# SOURCE DATA:

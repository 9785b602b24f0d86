//! Discovery client against a mocked platform API.

use fleetwatch_lib::core::config::PlatformConfig;
use fleetwatch_lib::core::WorkloadKind;
use fleetwatch_lib::platform::{CloudFoundryClient, PlatformClient};
use serde_json::json;
use wiremock::matchers::{basic_auth, body_string_contains, header, method, path, query_param};
use wiremock::{Mock, MockServer, ResponseTemplate};

fn app(guid: &str, name: &str, instances: u32, state: &str) -> serde_json::Value {
    json!({
        "metadata": { "guid": guid },
        "entity": {
            "name": name,
            "instances": instances,
            "state": state,
            "space": {
                "entity": {
                    "name": "dev",
                    "organization": { "entity": { "name": "acme" } }
                }
            }
        }
    })
}

async fn platform(server: &MockServer) -> CloudFoundryClient {
    Mock::given(method("GET"))
        .and(path("/v2/info"))
        .respond_with(
            ResponseTemplate::new(200).set_body_json(json!({ "token_endpoint": server.uri() })),
        )
        .mount(server)
        .await;

    let config = PlatformConfig {
        api_endpoint: server.uri(),
        username: "admin".to_string(),
        password: "secret".to_string(),
        client_id: "cf".to_string(),
        client_secret: String::new(),
        ..PlatformConfig::default()
    };
    CloudFoundryClient::new(&config).unwrap()
}

#[tokio::test]
async fn test_password_grant_returns_bearer_token() {
    let server = MockServer::start().await;
    let client = platform(&server).await;

    Mock::given(method("POST"))
        .and(path("/oauth/token"))
        .and(basic_auth("cf", ""))
        .and(body_string_contains("grant_type=password"))
        .and(body_string_contains("username=admin"))
        .respond_with(ResponseTemplate::new(200).set_body_json(json!({
            "access_token": "abc123",
            "token_type": "bearer"
        })))
        .expect(1)
        .mount(&server)
        .await;

    assert_eq!(client.authenticate().await.unwrap(), "bearer abc123");
}

#[tokio::test]
async fn test_client_credentials_grant_without_username() {
    let server = MockServer::start().await;
    Mock::given(method("GET"))
        .and(path("/v2/info"))
        .respond_with(
            ResponseTemplate::new(200).set_body_json(json!({ "token_endpoint": server.uri() })),
        )
        .mount(&server)
        .await;
    Mock::given(method("POST"))
        .and(path("/oauth/token"))
        .and(basic_auth("exporter", "s3cret"))
        .and(body_string_contains("grant_type=client_credentials"))
        .respond_with(ResponseTemplate::new(200).set_body_json(json!({
            "access_token": "xyz",
            "token_type": "bearer"
        })))
        .mount(&server)
        .await;

    let config = PlatformConfig {
        api_endpoint: server.uri(),
        client_id: "exporter".to_string(),
        client_secret: "s3cret".to_string(),
        ..PlatformConfig::default()
    };
    let client = CloudFoundryClient::new(&config).unwrap();

    assert_eq!(client.authenticate().await.unwrap(), "bearer xyz");
}

#[tokio::test]
async fn test_rejected_credentials_are_an_auth_error() {
    let server = MockServer::start().await;
    let client = platform(&server).await;
    Mock::given(method("POST"))
        .and(path("/oauth/token"))
        .respond_with(ResponseTemplate::new(401))
        .mount(&server)
        .await;

    let err = client.authenticate().await.unwrap_err();

    assert!(err.is_auth());
}

#[tokio::test]
async fn test_lists_started_apps_across_pages() {
    let server = MockServer::start().await;
    let client = platform(&server).await;

    Mock::given(method("GET"))
        .and(path("/v2/apps"))
        .and(query_param("page", "2"))
        .and(header("authorization", "bearer abc123"))
        .respond_with(ResponseTemplate::new(200).set_body_json(json!({
            "next_url": null,
            "resources": [app("g3", "worker", 1, "STARTED")]
        })))
        .with_priority(1)
        .mount(&server)
        .await;
    Mock::given(method("GET"))
        .and(path("/v2/apps"))
        .and(header("authorization", "bearer abc123"))
        .respond_with(ResponseTemplate::new(200).set_body_json(json!({
            "next_url": "/v2/apps?inline-relations-depth=2&results-per-page=100&page=2",
            "resources": [
                app("g1", "web", 3, "STARTED"),
                app("g2", "stopped-app", 1, "STOPPED")
            ]
        })))
        .mount(&server)
        .await;

    let workloads = client.list_workloads("bearer abc123").await.unwrap();

    let names: Vec<&str> = workloads.iter().map(|w| w.name.as_str()).collect();
    assert_eq!(names, vec!["web", "worker"]);
    let web = &workloads[0];
    assert_eq!(web.guid.as_str(), "g1");
    assert_eq!(web.instances, 3);
    assert_eq!(web.organisation, "acme");
    assert_eq!(web.space, "dev");
    assert_eq!(web.kind, WorkloadKind::App);
}

#[tokio::test]
async fn test_lists_service_instances() {
    let server = MockServer::start().await;
    let client = platform(&server).await;
    Mock::given(method("GET"))
        .and(path("/v2/service_instances"))
        .respond_with(ResponseTemplate::new(200).set_body_json(json!({
            "resources": [{
                "metadata": { "guid": "s1" },
                "entity": { "name": "db" }
            }]
        })))
        .mount(&server)
        .await;

    let services = client.list_services("bearer abc123").await.unwrap();

    assert_eq!(services.len(), 1);
    assert_eq!(services[0].name, "db");
    assert_eq!(services[0].instances, 1);
    assert_eq!(services[0].kind, WorkloadKind::Service);
    assert_eq!(services[0].space, "");
}

#[tokio::test]
async fn test_expired_token_is_an_auth_error() {
    let server = MockServer::start().await;
    let client = platform(&server).await;
    Mock::given(method("GET"))
        .and(path("/v2/apps"))
        .respond_with(ResponseTemplate::new(401).set_body_json(json!({
            "error": "invalid_token",
            "error_description": "Invalid auth token"
        })))
        .mount(&server)
        .await;

    let err = client.list_workloads("bearer stale").await.unwrap_err();

    assert!(err.is_auth());
}

#[tokio::test]
async fn test_server_error_is_a_discovery_error() {
    let server = MockServer::start().await;
    let client = platform(&server).await;
    Mock::given(method("GET"))
        .and(path("/v2/apps"))
        .respond_with(ResponseTemplate::new(500).set_body_string("boom"))
        .mount(&server)
        .await;

    let err = client.list_workloads("bearer abc123").await.unwrap_err();

    assert_eq!(err.category(), "discovery");
    assert!(!err.is_auth());
}
//! Platform collaborators: workload discovery, credentials and event streams.
//!
//! The watcher only talks to these traits. `cloudfoundry` and `log_cache`
//! are the production implementations; tests use in-memory fakes.

pub mod cloudfoundry;
pub mod log_cache;

use crate::core::{ExporterError, Result, Workload, WorkloadGuid};
use crate::events::Envelope;
use async_trait::async_trait;
use std::sync::Arc;
use tokio::sync::{mpsc, oneshot};

pub use cloudfoundry::CloudFoundryClient;
pub use log_cache::LogCacheTransport;

/// Lists the workloads that should be watched.
#[async_trait]
pub trait PlatformClient: Send + Sync {
    /// Exchange the configured credentials for a bearer token.
    async fn authenticate(&self) -> Result<String>;

    /// Every running application, resolved to its organisation and space.
    async fn list_workloads(&self, token: &str) -> Result<Vec<Workload>>;

    /// Managed service instances. Platforms without separate services return nothing.
    async fn list_services(&self, _token: &str) -> Result<Vec<Workload>> {
        Ok(Vec::new())
    }
}

/// Hands a transport a fresh bearer token when the current one expires.
#[async_trait]
pub trait CredentialProvider: Send + Sync {
    async fn refresh_token(&self) -> Result<String>;
}

/// Opens per-workload event streams.
#[async_trait]
pub trait EventTransport: Send + Sync {
    /// Subscribe to the events of one workload.
    ///
    /// `credentials` is used to re-authenticate silently when the transport
    /// sees the token rejected.
    async fn subscribe(
        &self,
        guid: &WorkloadGuid,
        token: &str,
        credentials: Arc<dyn CredentialProvider>,
    ) -> Result<Subscription>;
}

/// A live event stream of one workload.
///
/// `events` ends once the transport has shut down, either because the
/// connection dropped for good or because [`Subscription::close`] was called.
/// Errors on `errors` are transient and do not end the stream.
pub struct Subscription {
    pub events: mpsc::Receiver<Envelope>,
    pub errors: mpsc::Receiver<ExporterError>,
    closer: Option<oneshot::Sender<()>>,
}

impl Subscription {
    pub fn new(
        events: mpsc::Receiver<Envelope>,
        errors: mpsc::Receiver<ExporterError>,
        closer: oneshot::Sender<()>,
    ) -> Self {
        Self {
            events,
            errors,
            closer: Some(closer),
        }
    }

    /// Ask the transport to close the connection. Idempotent.
    pub fn close(&mut self) {
        if let Some(closer) = self.closer.take() {
            let _ = closer.send(());
        }
    }

    pub fn is_closed(&self) -> bool {
        self.closer.is_none()
    }
}

impl Drop for Subscription {
    fn drop(&mut self) {
        self.close();
    }
}
//! Cloud Foundry v2 API discovery client.

use super::PlatformClient;
use crate::core::config::PlatformConfig;
use crate::core::{ExporterError, Result, Workload, WorkloadGuid, WorkloadKind};
use async_trait::async_trait;
use reqwest::StatusCode;
use serde::de::DeserializeOwned;
use serde::Deserialize;
use std::time::Duration;

const REQUEST_TIMEOUT: Duration = Duration::from_secs(30);
const APPS_PATH: &str = "/v2/apps?inline-relations-depth=2&results-per-page=100";
const SERVICES_PATH: &str = "/v2/service_instances?inline-relations-depth=2&results-per-page=100";

#[derive(Debug, Deserialize)]
struct Info {
    token_endpoint: String,
}

#[derive(Debug, Deserialize)]
struct TokenResponse {
    access_token: String,
    #[serde(default = "default_token_type")]
    token_type: String,
}

fn default_token_type() -> String {
    "bearer".to_string()
}

#[derive(Debug, Deserialize)]
struct Page<T> {
    #[serde(default)]
    next_url: Option<String>,
    #[serde(default = "Vec::new")]
    resources: Vec<Resource<T>>,
}

#[derive(Debug, Deserialize)]
struct Resource<T> {
    metadata: Metadata,
    entity: T,
}

#[derive(Debug, Deserialize)]
struct Metadata {
    guid: String,
}

#[derive(Debug, Deserialize)]
struct Inline<T> {
    entity: T,
}

#[derive(Debug, Deserialize)]
struct AppEntity {
    name: String,
    #[serde(default)]
    instances: u32,
    #[serde(default)]
    state: String,
    #[serde(default)]
    space: Option<Inline<SpaceEntity>>,
}

#[derive(Debug, Deserialize)]
struct ServiceInstanceEntity {
    name: String,
    #[serde(default)]
    space: Option<Inline<SpaceEntity>>,
}

#[derive(Debug, Deserialize)]
struct SpaceEntity {
    name: String,
    #[serde(default)]
    organization: Option<Inline<OrganizationEntity>>,
}

#[derive(Debug, Deserialize)]
struct OrganizationEntity {
    name: String,
}

/// Organisation and space names of an inlined space, empty when not inlined.
fn placement(space: Option<&Inline<SpaceEntity>>) -> (String, String) {
    match space {
        Some(space) => {
            let organisation = space
                .entity
                .organization
                .as_ref()
                .map(|org| org.entity.name.clone())
                .unwrap_or_default();
            (organisation, space.entity.name.clone())
        }
        None => (String::new(), String::new()),
    }
}

/// Discovers started applications (and optionally service instances) through
/// the v2 API, authenticating against UAA.
pub struct CloudFoundryClient {
    http: reqwest::Client,
    api_endpoint: String,
    username: String,
    password: String,
    client_id: String,
    client_secret: String,
}

impl CloudFoundryClient {
    pub fn new(config: &PlatformConfig) -> Result<Self> {
        let http = reqwest::Client::builder()
            .timeout(REQUEST_TIMEOUT)
            .danger_accept_invalid_certs(config.skip_tls_verify)
            .build()?;

        Ok(Self {
            http,
            api_endpoint: config.api_endpoint.trim_end_matches('/').to_string(),
            username: config.username.clone(),
            password: config.password.clone(),
            client_id: config.client_id.clone(),
            client_secret: config.client_secret.clone(),
        })
    }

    async fn token_endpoint(&self) -> Result<String> {
        let url = format!("{}/v2/info", self.api_endpoint);
        let response = self
            .http
            .get(&url)
            .send()
            .await
            .map_err(|e| ExporterError::auth(format!("GET {} failed: {}", url, e)))?;

        if !response.status().is_success() {
            return Err(ExporterError::auth(format!(
                "GET {} returned {}",
                url,
                response.status()
            )));
        }

        let info: Info = response.json().await?;
        Ok(info.token_endpoint.trim_end_matches('/').to_string())
    }

    async fn get_page<T: DeserializeOwned>(&self, token: &str, path: &str) -> Result<Page<T>> {
        let url = format!("{}{}", self.api_endpoint, path);
        let response = self
            .http
            .get(&url)
            .header(reqwest::header::AUTHORIZATION, token)
            .send()
            .await
            .map_err(|e| ExporterError::discovery(format!("GET {} failed: {}", url, e)))?;

        let status = response.status();
        if !status.is_success() {
            let body = response.text().await.unwrap_or_default();
            if status == StatusCode::UNAUTHORIZED || body.contains("invalid_token") {
                return Err(ExporterError::auth(format!("GET {} returned {}", url, status)));
            }
            return Err(ExporterError::discovery(format!(
                "GET {} returned {}: {}",
                url, status, body
            )));
        }

        response
            .json()
            .await
            .map_err(|e| ExporterError::discovery(format!("invalid response from {}: {}", url, e)))
    }

    /// Follow `next_url` until every page of `path` has been read.
    async fn list_all<T: DeserializeOwned>(
        &self,
        token: &str,
        path: &str,
    ) -> Result<Vec<Resource<T>>> {
        let mut resources = Vec::new();
        let mut next = Some(path.to_string());

        while let Some(path) = next {
            let page: Page<T> = self.get_page(token, &path).await?;
            resources.extend(page.resources);
            next = page.next_url.filter(|url| !url.is_empty());
        }

        Ok(resources)
    }
}

#[async_trait]
impl PlatformClient for CloudFoundryClient {
    async fn authenticate(&self) -> Result<String> {
        let token_endpoint = self.token_endpoint().await?;
        let url = format!("{}/oauth/token", token_endpoint);

        let form: Vec<(&str, &str)> = if self.username.is_empty() {
            vec![("grant_type", "client_credentials")]
        } else {
            vec![
                ("grant_type", "password"),
                ("username", self.username.as_str()),
                ("password", self.password.as_str()),
            ]
        };

        let response = self
            .http
            .post(&url)
            .basic_auth(&self.client_id, Some(&self.client_secret))
            .header(reqwest::header::ACCEPT, "application/json")
            .form(&form)
            .send()
            .await
            .map_err(|e| ExporterError::auth(format!("POST {} failed: {}", url, e)))?;

        if !response.status().is_success() {
            return Err(ExporterError::auth(format!(
                "POST {} returned {}",
                url,
                response.status()
            )));
        }

        let token: TokenResponse = response.json().await?;
        Ok(format!("{} {}", token.token_type, token.access_token))
    }

    async fn list_workloads(&self, token: &str) -> Result<Vec<Workload>> {
        let apps: Vec<Resource<AppEntity>> = self.list_all(token, APPS_PATH).await?;
        let mut workloads = Vec::with_capacity(apps.len());

        for app in apps {
            if app.entity.state != "STARTED" {
                continue;
            }
            let (organisation, space) = placement(app.entity.space.as_ref());
            workloads.push(Workload {
                guid: WorkloadGuid::new(app.metadata.guid)?,
                name: app.entity.name,
                organisation,
                space,
                instances: app.entity.instances,
                kind: WorkloadKind::App,
            });
        }

        tracing::debug!("Discovered {} started applications", workloads.len());
        Ok(workloads)
    }

    async fn list_services(&self, token: &str) -> Result<Vec<Workload>> {
        let services: Vec<Resource<ServiceInstanceEntity>> =
            self.list_all(token, SERVICES_PATH).await?;

        services
            .into_iter()
            .map(|service| {
                let (organisation, space) = placement(service.entity.space.as_ref());
                Ok(Workload {
                    guid: WorkloadGuid::new(service.metadata.guid)?,
                    name: service.entity.name,
                    organisation,
                    space,
                    instances: 1,
                    kind: WorkloadKind::Service,
                })
            })
            .collect()
    }
}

# REQUIRED ACTION:
Tally how many lines of the data include the word "oneshot". Write the number and nothing else.

# ANSWER TO THIS PROBLEM:
3